◆ THE PROBLEM:
Among the entries below, find the lines with "model" and copy them.
### STUDY MATERIAL
use crate::core::prompt::ChatMessage;
use reqwest::Client;
use serde::{Deserialize, Serialize};
use std::time::Duration;
use thiserror::Error;

/// Errors that can occur when calling the text-generation service
#[derive(Debug, Error)]
pub enum LlmError {
    #[error("HTTP request failed: {0}")]
    RequestError(#[from] reqwest::Error),

    #[error("API returned error: {0}")]
    ApiError(String),

    #[error("Unauthorized: no API key configured")]
    MissingApiKey,

    #[error("Invalid response format: {0}")]
    InvalidResponse(String),
}

/// Sampling parameters sent with every completion request
#[derive(Debug, Clone, PartialEq)]
pub struct CompletionOptions {
    pub model: String,
    pub temperature: f32,
    pub max_tokens: u32,
}

impl Default for CompletionOptions {
    fn default() -> Self {
        Self {
            model: "gpt-3.5-turbo".to_string(),
            temperature: 0.5,
            max_tokens: 1000,
        }
    }
}

#[derive(Debug, Serialize)]
struct ChatCompletionRequest<'a> {
    model: &'a str,
    messages: &'a [ChatMessage],
    temperature: f32,
    max_tokens: u32,
}

#[derive(Debug, Deserialize)]
struct ChatCompletionResponse {
    #[serde(default)]
    choices: Vec<ChatCompletionChoice>,
}

#[derive(Debug, Deserialize)]
struct ChatCompletionChoice {
    message: ChatCompletionMessage,
}

#[derive(Debug, Deserialize)]
struct ChatCompletionMessage {
    #[serde(default)]
    content: Option<String>,
}

/// Client for an OpenAI-compatible chat completions endpoint
pub struct LlmClient {
    base_url: String,
    api_key: String,
    options: CompletionOptions,
    client: Client,
}

impl LlmClient {
    /// Create a new client
    ///
    /// `timeout` bounds each request at the transport level.
    pub fn new(
        base_url: String,
        api_key: String,
        options: CompletionOptions,
        timeout: Duration,
    ) -> Result<Self, LlmError> {
        let client = Client::builder().timeout(timeout).build()?;

        Ok(Self {
            base_url,
            api_key,
            options,
            client,
        })
    }

    pub fn options(&self) -> &CompletionOptions {
        &self.options
    }

    /// Send a chat completion request and return the first choice's text
    ///
    /// Returns an empty string when the service answered without content.
    pub async fn complete(&self, messages: &[ChatMessage]) -> Result<String, LlmError> {
        if self.api_key.is_empty() {
            return Err(LlmError::MissingApiKey);
        }

        let url = format!("{}/chat/completions", self.base_url.trim_end_matches('/'));

        let request = ChatCompletionRequest {
            model: &self.options.model,
            messages,
            temperature: self.options.temperature,
            max_tokens: self.options.max_tokens,
        };

        tracing::debug!("Requesting completion from {} with model {}", url, self.options.model);

        let response = self
            .client
            .post(&url)
            .bearer_auth(&self.api_key)
            .json(&request)
            .send()
            .await?;

        if !response.status().is_success() {
            let status = response.status();
            let body = response.text().await.unwrap_or_else(|_| "Unable to read body".to_string());
            tracing::error!("Completion request failed: {} - {}", status, body);
            return Err(LlmError::ApiError(format!(
                "Completion request failed: {}",
                status
            )));
        }

        let completion: ChatCompletionResponse = response
            .json()
            .await
            .map_err(|e| LlmError::InvalidResponse(format!("Failed to parse completion: {}", e)))?;

        let content = completion
            .choices
            .into_iter()
            .next()
            .and_then(|choice| choice.message.content)
            .unwrap_or_default();

        Ok(content)
    }
}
######
◆ EXERCISE ANSWER:
    pub model: String,
            model: "gpt-3.5-turbo".to_string(),
    model: &'a str,
            model: &self.options.model,
        tracing::debug!("Requesting completion from {} with model {}", url, self.options.model);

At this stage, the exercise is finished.